Have you tried this recipe? I’d love to hear how it turned out! Leave a comment below with your experience, any variations you tried, or questions you might have. And if you loved this Sichuan chicken, please share it with friends who appreciate seriously good spicy food!
Frequently Asked Questions (FAQs)
Can I make Sichuan chicken less spicy?
Absolutely! Reduce the dried chilies to 6-8 pieces, and remove the seeds before using them. You can also use fewer Sichuan peppercorns (about 1 tablespoon instead of 2). The dish will still be flavorful without overwhelming heat. Remember, you can always add chili oil at the table for those who want extra spice.
What can I substitute for Sichuan peppercorns?
While nothing truly replicates that distinctive numbing sensation, you can make a delicious spicy chicken without them. Try adding a pinch of black pepper and extra ginger for aromatic complexity. The dish will be different but still tasty. Sichuan peppercorns are worth seeking out though—they’re available online and last for months in your pantry.
Can I use chicken breast instead of chicken thighs?
Yes, chicken breast works well for this recipe. Cut it into uniform 1-inch pieces and be extra careful not to overcook, as breast meat dries out faster than thighs. Consider reducing the cooking time in Step 4 by about 1 minute. The marinade with cornstarch helps keep the chicken tender regardless of which cut you choose.

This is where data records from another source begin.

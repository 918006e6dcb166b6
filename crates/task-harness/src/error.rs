use thiserror::Error;

#[derive(Debug, Error)]
pub enum HarnessError {
    #[error("io error: {0}")]
    Io(#[from] std::io::Error),

    #[error(transparent)]
    Bus(#[from] message_bus::BusError),

    #[error(transparent)]
    Storage(#[from] object_storage::ObjectStorageError),

    #[error("serialization error: {0}")]
    Serde(#[from] serde_json::Error),
}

How do I know if my wok is hot enough?
Your wok should be smoking slightly before you add the oil—this is key to authentic stir-fry flavor. When you add the oil, it should shimmer and flow easily across the surface. Flick a drop of water into the wok; if it evaporates immediately with a sizzle, you’re ready to cook. High heat is essential for that restaurant-quality seared flavor.
Can I make this recipe ahead of time?
While stir-fries are best served fresh, you can absolutely prep ahead. Marinate the chicken, prepare the sauce, and cut all vegetables up to 24 hours in advance. Store everything separately in the refrigerator. When ready to cook, the actual stir-frying takes less than 15 minutes. Alternatively, cook the complete dish and reheat—it actually tastes great the next day!
Why is my Sichuan chicken watery and not glossy?
This usually happens when the wok isn’t hot enough or there’s too much moisture. Make sure your wok is properly preheated and the chicken is patted dry after marinating. Don’t overcrowd the wok—cook in batches if necessary. The cornstarch in both the marinade and sauce should create that glossy, clingy coating. If your sauce seems thin, mix an additional ½ teaspoon of cornstarch with 1 tablespoon of water and add it during the final toss.